[[ Data excerpts, beginning ]]

// --- Agile (2.3.4.10+) ---

fn parse_agile(xml: &[u8]) -> Result<AgileEncryption> {
    let root = parse_document(xml)?;
    if local_name(&root.name) != "encryption" {
        return Err(Error::MalformedStructure(format!(
            "unexpected descriptor root element: {}",
            root.name
        )));
    }

    let key_data_elem = child(&root, "keyData")?;
    let key_data = AgileKeyData {
        salt: base64_attr(key_data_elem, "saltValue")?,
        block_size: number_attr(key_data_elem, "blockSize")?,
        key_bits: number_attr(key_data_elem, "keyBits")?,
        hash: parse_cipher_attrs(key_data_elem)?,
    };

    let integrity = root
        .elements()
        .find(|e| local_name(&e.name) == "dataIntegrity")
        .map(|e| {
            Ok::<_, Error>((
                base64_attr(e, "encryptedHmacKey")?,
                base64_attr(e, "encryptedHmacValue")?,
            ))
        })
        .transpose()?;

    let encryptors = child(&root, "keyEncryptors")?;
    let encrypted_key = encryptors
        .elements()
        .find_map(|e| e.elements().find(|c| local_name(&c.name) == "encryptedKey"))
        .ok_or_else(|| {
            Error::MalformedStructure("no password key encryptor in descriptor".to_string())
        })?;
    let password_key = AgilePasswordKey {
        salt: base64_attr(encrypted_key, "saltValue")?,
        spin_count: number_attr(encrypted_key, "spinCount")? as u32,
        block_size: number_attr(encrypted_key, "blockSize")?,
        key_bits: number_attr(encrypted_key, "keyBits")?,
        hash: parse_cipher_attrs(encrypted_key)?,
        encrypted_verifier_hash_input: base64_attr(encrypted_key, "encryptedVerifierHashInput")?,
        encrypted_verifier_hash_value: base64_attr(encrypted_key, "encryptedVerifierHashValue")?,
        encrypted_key_value: base64_attr(encrypted_key, "encryptedKeyValue")?,
    };

    Ok(AgileEncryption {
        key_data,
        password_key,
        integrity,
    })
}

/// Check the cipher attributes and return the selected hash.
fn parse_cipher_attrs(elem: &XmlElement) -> Result<HashAlgorithm> {
    let cipher = elem.attribute("cipherAlgorithm").unwrap_or("AES");
    if !cipher.eq_ignore_ascii_case("AES") {
        return Err(Error::UnsupportedAlgorithm(format!("cipher {cipher}")));
    }
    let chaining = elem.attribute("cipherChaining").unwrap_or("ChainingModeCBC");
    if chaining != "ChainingModeCBC" {
        return Err(Error::UnsupportedAlgorithm(format!("chaining {chaining}")));
    }
    HashAlgorithm::from_name(elem.attribute("hashAlgorithm").unwrap_or("SHA512"))
}

impl AgileEncryption {
    fn decrypt(&self, encrypted_package: &[u8], password: &str) -> Result<Vec<u8>> {
        let pk = &self.password_key;
        let pw_hash = Zeroizing::new(agile_password_hash(
            pk.hash,
            &pk.salt,
            password,
            pk.spin_count,
        ));
        let key_len = pk.key_bits / 8;
        let iv = adjust(pk.salt.clone(), pk.block_size);

        // Password check against the verifier pair.
        let input_key = Zeroizing::new(agile_block_key(
            pk.hash,
            &pw_hash,
            &BLOCK_VERIFIER_INPUT,
            key_len,
        ));
        let verifier_input =
            crypto::decrypt_aes_cbc(&input_key, &iv, &pk.encrypted_verifier_hash_input)?;
        let value_key = Zeroizing::new(agile_block_key(
            pk.hash,
            &pw_hash,
            &BLOCK_VERIFIER_VALUE,
            key_len,
        ));
        let verifier_value =
            crypto::decrypt_aes_cbc(&value_key, &iv, &pk.encrypted_verifier_hash_value)?;
        let expected = pk.hash.digest(&verifier_input);
        let n = pk.hash.size().min(verifier_value.len());
        if expected[..n] != verifier_value[..n] {
            return Err(Error::WrongPassword);
        }

        // Unwrap the intermediate package key.
        let kv_key = Zeroizing::new(agile_block_key(
            pk.hash,
            &pw_hash,
            &BLOCK_ENCRYPTED_KEY,
            key_len,
        ));
        let mut intermediate = crypto::decrypt_aes_cbc(&kv_key, &iv, &pk.encrypted_key_value)?;
        intermediate.truncate(self.key_data.key_bits / 8);
        let intermediate = Zeroizing::new(intermediate);

        self.verify_integrity(&intermediate, encrypted_package)?;

        let (size, ciphertext) = split_package(encrypted_package)?;
        let mut plain = Vec::with_capacity(ciphertext.len());
        for (index, segment) in ciphertext.chunks(SEGMENT_LENGTH).enumerate() {
            let mut iv_input = self.key_data.salt.clone();
            iv_input.extend_from_slice(&(index as u32).to_le_bytes());
            let iv = adjust(self.key_data.hash.digest(&iv_input), self.key_data.block_size);
            plain.extend_from_slice(&crypto::decrypt_aes_cbc(&intermediate, &iv, segment)?);
        }
        truncate_package(&mut plain, size)?;
        Ok(plain)
    }

    /// HMAC check over the whole `EncryptedPackage` stream.
    fn verify_integrity(&self, intermediate: &[u8], encrypted_package: &[u8]) -> Result<()> {
        let Some((encrypted_hmac_key, encrypted_hmac_value)) = &self.integrity else {
            debug!("descriptor carries no dataIntegrity, skipping HMAC check");
            return Ok(());
        };
        let kd = &self.key_data;

        let mut input = kd.salt.clone();
        input.extend_from_slice(&BLOCK_HMAC_KEY);
        let key_iv = adjust(kd.hash.digest(&input), kd.block_size);
        let mut hmac_key = crypto::decrypt_aes_cbc(intermediate, &key_iv, encrypted_hmac_key)?;
        hmac_key.truncate(kd.hash.size());

        let mut input = kd.salt.clone();
        input.extend_from_slice(&BLOCK_HMAC_VALUE);
        let value_iv = adjust(kd.hash.digest(&input), kd.block_size);
        let mut expected = crypto::decrypt_aes_cbc(intermediate, &value_iv, encrypted_hmac_value)?;
        expected.truncate(kd.hash.size());

        if kd.hash.hmac(&hmac_key, encrypted_package) != expected {
            return Err(Error::MalformedStructure(
                "package integrity check failed".to_string(),
            ));
        }
        Ok(())
    }
}

/// Iterated password hash shared by every agile purpose key.
fn agile_password_hash(
    hash: HashAlgorithm,
    salt: &[u8],
    password: &str,
    spin_count: u32,
) -> Vec<u8> {
    let mut input = salt.to_vec();
    input.extend_from_slice(&password_utf16le(password));
    let mut h = hash.digest(&input);
    for i in 0..spin_count {
        let mut input = i.to_le_bytes().to_vec();
        input.extend_from_slice(&h);
        h = hash.digest(&input);
    }
    h
}

/// Purpose key: hash of the password hash plus the block constant, adjusted
/// to the cipher key length.
fn agile_block_key(
    hash: HashAlgorithm,
    password_hash: &[u8],
    block: &[u8; 8],
    key_len: usize,
) -> Vec<u8> {
    let mut input = password_hash.to_vec();
    input.extend_from_slice(block);
    adjust(hash.digest(&input), key_len)
}

/// Truncate or 0x36-pad to the required length.
fn adjust(mut bytes: Vec<u8>, len: usize) -> Vec<u8> {
    bytes.resize(len, 0x36);
    bytes
}

fn password_utf16le(password: &str) -> Vec<u8> {
    password
        .encode_utf16()
        .flat_map(|unit| unit.to_le_bytes())
        .collect()
}

/// Split the `EncryptedPackage` stream into plaintext size and ciphertext.
fn split_package(stream: &[u8]) -> Result<(usize, &[u8])> {
    if stream.len() < 8 {
        return Err(Error::MalformedStructure(
            "EncryptedPackage stream too short".to_string(),
        ));
    }
    let size = u64::from_le_bytes(stream[..8].try_into().expect("checked length")) as usize;
    Ok((size, &stream[8..]))
}

fn truncate_package(plain: &mut Vec<u8>, size: usize) -> Result<()> {
    if plain.len() < size {
        return Err(Error::MalformedStructure(format!(
            "package declares {size} bytes but only {} decrypted",
            plain.len()
        )));
    }
    plain.truncate(size);
    Ok(())
}

/// Little-endian byte stream cursor for the binary descriptor.
struct Reader<'a> {
    data: &'a [u8],
    pos: usize,
}

impl<'a> Reader<'a> {
    fn new(data: &'a [u8]) -> Self {
        Self { data, pos: 0 }
    }

    fn take(&mut self, n: usize) -> Result<&'a [u8]> {
        if self.pos + n > self.data.len() {
            return Err(Error::MalformedStructure(
                "truncated EncryptionInfo stream".to_string(),
            ));
        }
        let slice = &self.data[self.pos..self.pos + n];
        self.pos += n;
        Ok(slice)
    }

    fn read_u16(&mut self) -> Result<u16> {
        Ok(u16::from_le_bytes(self.take(2)?.try_into().expect("len 2")))
    }

    fn read_u32(&mut self) -> Result<u32> {
        Ok(u32::from_le_bytes(self.take(4)?.try_into().expect("len 4")))
    }

    fn rest(&self) -> &'a [u8] {
        &self.data[self.pos..]
    }
}

// XML helpers tolerant of namespace prefixes.

fn local_name(name: &str) -> &str {
    name.rsplit(':').next().unwrap_or(name)
}

fn child<'a>(elem: &'a XmlElement, want: &str) -> Result<&'a XmlElement> {
    elem.elements()
        .find(|e| local_name(&e.name) == want)
        .ok_or_else(|| Error::MalformedStructure(format!("descriptor missing {want} element")))
}

fn base64_attr(elem: &XmlElement, name: &str) -> Result<Vec<u8>> {
    let value = elem.attribute(name).ok_or_else(|| {
        Error::MalformedStructure(format!("descriptor missing {name} attribute"))
    })?;
    crypto::base64_decode(value)
}

fn number_attr(elem: &XmlElement, name: &str) -> Result<usize> {
    let value = elem.attribute(name).ok_or_else(|| {
        Error::MalformedStructure(format!("descriptor missing {name} attribute"))
    })?;
    value
        .trim()
        .parse()
        .map_err(|_| Error::MalformedStructure(format!("invalid {name} attribute")))
}

#[cfg(test)]
pub(crate) mod testfix {
    //! Forward-direction stream builders shared with the facade tests.

    use super::*;
    use crate::crypto::testutil::{encrypt_aes_ecb, pad_to_block};

    /// Standard-scheme `EncryptionInfo` and `EncryptedPackage` streams.
    pub(crate) fn standard_streams(password: &str, plain: &[u8]) -> (Vec<u8>, Vec<u8>) {
        let salt = [0x11u8; 16];
        let key = standard_key(password, &salt, 16);
        (
            standard_info_bytes(&salt, &key),
            standard_package(&key, plain),
        )
    }

    pub(crate) fn standard_info_bytes(salt: &[u8; 16], key: &[u8]) -> Vec<u8> {
        let verifier = [0xABu8; 16];
        let verifier_hash = pad_to_block(&crypto::sha1(&verifier), 16);

        let csp: Vec<u8> = "Microsoft Enhanced RSA and AES Cryptographic Provider\0"
            .encode_utf16()
            .flat_map(|u| u.to_le_bytes())
            .collect();
        let mut bytes = Vec::new();
        bytes.extend_from_slice(&3u16.to_le_bytes());
        bytes.extend_from_slice(&2u16.to_le_bytes());
        bytes.extend_from_slice(&0x24u32.to_le_bytes()); // flags
        bytes.extend_from_slice(&((32 + csp.len()) as u32).to_le_bytes());
        // header
        bytes.extend_from_slice(&0x24u32.to_le_bytes());
        bytes.extend_from_slice(&0u32.to_le_bytes());
        bytes.extend_from_slice(&0x660Eu32.to_le_bytes()); // AES-128
        bytes.extend_from_slice(&0x8004u32.to_le_bytes()); // SHA-1
        bytes.extend_from_slice(&128u32.to_le_bytes());
        bytes.extend_from_slice(&0x18u32.to_le_bytes());
        bytes.extend_from_slice(&0u32.to_le_bytes());
        bytes.extend_from_slice(&0u32.to_le_bytes());
        bytes.extend_from_slice(&csp);
        // verifier
        bytes.extend_from_slice(&16u32.to_le_bytes());
        bytes.extend_from_slice(salt);
        bytes.extend_from_slice(&encrypt_aes_ecb(key, &verifier));
        bytes.extend_from_slice(&20u32.to_le_bytes());
        bytes.extend_from_slice(&encrypt_aes_ecb(key, &verifier_hash));
        bytes
    }

    pub(crate) fn standard_package(key: &[u8], plain: &[u8]) -> Vec<u8> {
        let mut stream = (plain.len() as u64).to_le_bytes().to_vec();
        stream.extend_from_slice(&encrypt_aes_ecb(key, &pad_to_block(plain, 16)));
        stream
    }
}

[[ Data excerpts, end ]]

From the material above, copy out every line bearing the string "Zeroizing".

        let pw_hash = Zeroizing::new(agile_password_hash(
        let input_key = Zeroizing::new(agile_block_key(
        let value_key = Zeroizing::new(agile_block_key(
        let kv_key = Zeroizing::new(agile_block_key(
        let intermediate = Zeroizing::new(intermediate);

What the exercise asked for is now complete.